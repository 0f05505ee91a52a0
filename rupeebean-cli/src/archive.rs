//! Filing identified statements under `DEST/<account path>/<date>.<name>`.

use anyhow::{bail, Context, Result};
use chrono::{DateTime, Local, NaiveDate};
use std::fs;
use std::path::{Path, PathBuf};
use tracing::{info, warn};

use rupeebean_ingest::importer::Importer;
use rupeebean_ingest::source::SourceFile;

/// `Assets:Savings:HDFC` becomes `dest/Assets/Savings/HDFC/2024-01-31.name`.
pub fn destination(dest: &Path, account: &str, date: NaiveDate, name: &str) -> PathBuf {
    let mut out = dest.to_path_buf();
    for part in account.split(':').filter(|p| !p.is_empty()) {
        out.push(part);
    }
    out.push(format!("{}.{name}", date.format("%Y-%m-%d")));
    out
}

fn modified_date(path: &Path) -> Result<NaiveDate> {
    let modified = fs::metadata(path)
        .and_then(|m| m.modified())
        .with_context(|| format!("stat {}", path.display()))?;
    Ok(DateTime::<Local>::from(modified).date_naive())
}

/// Where `importer` would file `file`. The date falls back to the file's
/// modification date and the name to the file's own name.
pub fn plan(importer: &dyn Importer, file: &SourceFile, dest: &Path) -> Result<PathBuf> {
    let account = importer.file_account(file)?;
    let date = match importer.file_date(file)? {
        Some(d) => d,
        None => modified_date(file.path())?,
    };
    let name = importer.file_name(file)?.unwrap_or_else(|| file.name());
    Ok(destination(dest, &account, date, &name))
}

/// Move `from` to `to`, creating directories. Never overwrites.
pub fn move_file(from: &Path, to: &Path) -> Result<()> {
    if to.exists() {
        bail!("{} already exists", to.display());
    }
    if let Some(dir) = to.parent() {
        fs::create_dir_all(dir).with_context(|| format!("create {}", dir.display()))?;
    }
    if let Err(e) = fs::rename(from, to) {
        // Across filesystems rename fails; copy then remove.
        warn!(error = %e, "rename failed, copying instead");
        fs::copy(from, to).with_context(|| format!("copy {} to {}", from.display(), to.display()))?;
        fs::remove_file(from).with_context(|| format!("remove {}", from.display()))?;
    }
    info!(from = %from.display(), to = %to.display(), "archived");
    Ok(())
}

#[cfg(test)]
mod tests {
    use super::*;
    use rupeebean_core::ledger::Directive;

    struct Fixed {
        date: Option<NaiveDate>,
        name: Option<String>,
    }

    impl Importer for Fixed {
        fn name(&self) -> &str {
            "fixed"
        }

        fn identify(&self, _file: &SourceFile) -> bool {
            true
        }

        fn extract(&self, _file: &SourceFile) -> Result<Vec<Directive>> {
            Ok(Vec::new())
        }

        fn file_account(&self, _file: &SourceFile) -> Result<String> {
            Ok("Liabilities:CreditCard:ICICI".to_string())
        }

        fn file_date(&self, _file: &SourceFile) -> Result<Option<NaiveDate>> {
            Ok(self.date)
        }

        fn file_name(&self, _file: &SourceFile) -> Result<Option<String>> {
            Ok(self.name.clone())
        }
    }

    fn d(y: i32, m: u32, day: u32) -> NaiveDate {
        NaiveDate::from_ymd_opt(y, m, day).unwrap()
    }

    #[test]
    fn test_destination() {
        let p = destination(Path::new("/docs"), "Assets:Savings:HDFC", d(2024, 1, 31), "stmt.pdf");
        assert_eq!(p, PathBuf::from("/docs/Assets/Savings/HDFC/2024-01-31.stmt.pdf"));
    }

    #[test]
    fn test_plan_uses_importer_date_and_name() {
        let dir = tempfile::tempdir().unwrap();
        let src = dir.path().join("download.xls");
        fs::write(&src, "x").unwrap();
        let imp = Fixed {
            date: Some(d(2024, 2, 15)),
            name: Some("ICICI_Statement.xls".to_string()),
        };
        let p = plan(&imp, &SourceFile::new(src.clone()), Path::new("/docs")).unwrap();
        assert_eq!(
            p,
            PathBuf::from("/docs/Liabilities/CreditCard/ICICI/2024-02-15.ICICI_Statement.xls")
        );
    }

    #[test]
    fn test_plan_falls_back_to_file_metadata() {
        let dir = tempfile::tempdir().unwrap();
        let src = dir.path().join("download.xls");
        fs::write(&src, "x").unwrap();
        let imp = Fixed { date: None, name: None };
        let p = plan(&imp, &SourceFile::new(src.clone()), Path::new("/docs")).unwrap();
        let today = Local::now().date_naive().format("%Y-%m-%d").to_string();
        assert!(p.ends_with(format!("ICICI/{today}.download.xls")));
    }

    #[test]
    fn test_move_file_refuses_to_overwrite() {
        let dir = tempfile::tempdir().unwrap();
        let src = dir.path().join("a.csv");
        fs::write(&src, "a").unwrap();
        let to = dir.path().join("Assets").join("Bank").join("2024-01-01.a.csv");
        move_file(&src, &to).unwrap();
        assert!(!src.exists());
        assert_eq!(fs::read_to_string(&to).unwrap(), "a");

        fs::write(&src, "b").unwrap();
        assert!(move_file(&src, &to).is_err());
        assert!(src.exists());
    }
}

**Assignment**
Copy out each record exactly as given, omitting none.

**Response below**
repository 0f05505ee91a52a0
filename rupeebean-cli/src/archive.rs
//! Filing identified statements under `DEST/<account path>/<date>.<name>`.

use anyhow::{bail, Context, Result};
use chrono::{DateTime, Local, NaiveDate};
use std::fs;
use std::path::{Path, PathBuf};
use tracing::{info, warn};

use rupeebean_ingest::importer::Importer;
use rupeebean_ingest::source::SourceFile;

/// `Assets:Savings:HDFC` becomes `dest/Assets/Savings/HDFC/2024-01-31.name`.
pub fn destination(dest: &Path, account: &str, date: NaiveDate, name: &str) -> PathBuf {
    let mut out = dest.to_path_buf();
    for part in account.split(':').filter(|p| !p.is_empty()) {
        out.push(part);
    }
    out.push(format!("{}.{name}", date.format("%Y-%m-%d")));
    out
}

fn modified_date(path: &Path) -> Result<NaiveDate> {
    let modified = fs::metadata(path)
        .and_then(|m| m.modified())
        .with_context(|| format!("stat {}", path.display()))?;
    Ok(DateTime::<Local>::from(modified).date_naive())
}

/// Where `importer` would file `file`. The date falls back to the file's
/// modification date and the name to the file's own name.
pub fn plan(importer: &dyn Importer, file: &SourceFile, dest: &Path) -> Result<PathBuf> {
    let account = importer.file_account(file)?;
    let date = match importer.file_date(file)? {
        Some(d) => d,
        None => modified_date(file.path())?,
    };
    let name = importer.file_name(file)?.unwrap_or_else(|| file.name());
    Ok(destination(dest, &account, date, &name))
}

/// Move `from` to `to`, creating directories. Never overwrites.
pub fn move_file(from: &Path, to: &Path) -> Result<()> {
    if to.exists() {
        bail!("{} already exists", to.display());
    }
    if let Some(dir) = to.parent() {
        fs::create_dir_all(dir).with_context(|| format!("create {}", dir.display()))?;
    }
    if let Err(e) = fs::rename(from, to) {
        // Across filesystems rename fails; copy then remove.
        warn!(error = %e, "rename failed, copying instead");
        fs::copy(from, to).with_context(|| format!("copy {} to {}", from.display(), to.display()))?;
        fs::remove_file(from).with_context(|| format!("remove {}", from.display()))?;
    }
    info!(from = %from.display(), to = %to.display(), "archived");
    Ok(())
}

#[cfg(test)]
mod tests {
    use super::*;
    use rupeebean_core::ledger::Directive;

    struct Fixed {
        date: Option<NaiveDate>,
        name: Option<String>,
    }

    impl Importer for Fixed {
        fn name(&self) -> &str {
            "fixed"
        }

        fn identify(&self, _file: &SourceFile) -> bool {
            true
        }

        fn extract(&self, _file: &SourceFile) -> Result<Vec<Directive>> {
            Ok(Vec::new())
        }

        fn file_account(&self, _file: &SourceFile) -> Result<String> {
            Ok("Liabilities:CreditCard:ICICI".to_string())
        }

        fn file_date(&self, _file: &SourceFile) -> Result<Option<NaiveDate>> {
            Ok(self.date)
        }

        fn file_name(&self, _file: &SourceFile) -> Result<Option<String>> {
            Ok(self.name.clone())
        }
    }

    fn d(y: i32, m: u32, day: u32) -> NaiveDate {
        NaiveDate::from_ymd_opt(y, m, day).unwrap()
    }

    #[test]
    fn test_destination() {
        let p = destination(Path::new("/docs"), "Assets:Savings:HDFC", d(2024, 1, 31), "stmt.pdf");
        assert_eq!(p, PathBuf::from("/docs/Assets/Savings/HDFC/2024-01-31.stmt.pdf"));
    }

    #[test]
    fn test_plan_uses_importer_date_and_name() {
        let dir = tempfile::tempdir().unwrap();
        let src = dir.path().join("download.xls");
        fs::write(&src, "x").unwrap();
        let imp = Fixed {
            date: Some(d(2024, 2, 15)),
            name: Some("ICICI_Statement.xls".to_string()),
        };
        let p = plan(&imp, &SourceFile::new(src.clone()), Path::new("/docs")).unwrap();
        assert_eq!(
            p,
            PathBuf::from("/docs/Liabilities/CreditCard/ICICI/2024-02-15.ICICI_Statement.xls")
        );
    }

    #[test]
    fn test_plan_falls_back_to_file_metadata() {
        let dir = tempfile::tempdir().unwrap();
        let src = dir.path().join("download.xls");
        fs::write(&src, "x").unwrap();
        let imp = Fixed { date: None, name: None };
        let p = plan(&imp, &SourceFile::new(src.clone()), Path::new("/docs")).unwrap();
        let today = Local::now().date_naive().format("%Y-%m-%d").to_string();
        assert!(p.ends_with(format!("ICICI/{today}.download.xls")));
    }

    #[test]
    fn test_move_file_refuses_to_overwrite() {
        let dir = tempfile::tempdir().unwrap();
        let src = dir.path().join("a.csv");
        fs::write(&src, "a").unwrap();
        let to = dir.path().join("Assets").join("Bank").join("2024-01-01.a.csv");
        move_file(&src, &to).unwrap();
        assert!(!src.exists());
        assert_eq!(fs::read_to_string(&to).unwrap(), "a");

        fs::write(&src, "b").unwrap();
        assert!(move_file(&src, &to).is_err());
        assert!(src.exists());
    }
}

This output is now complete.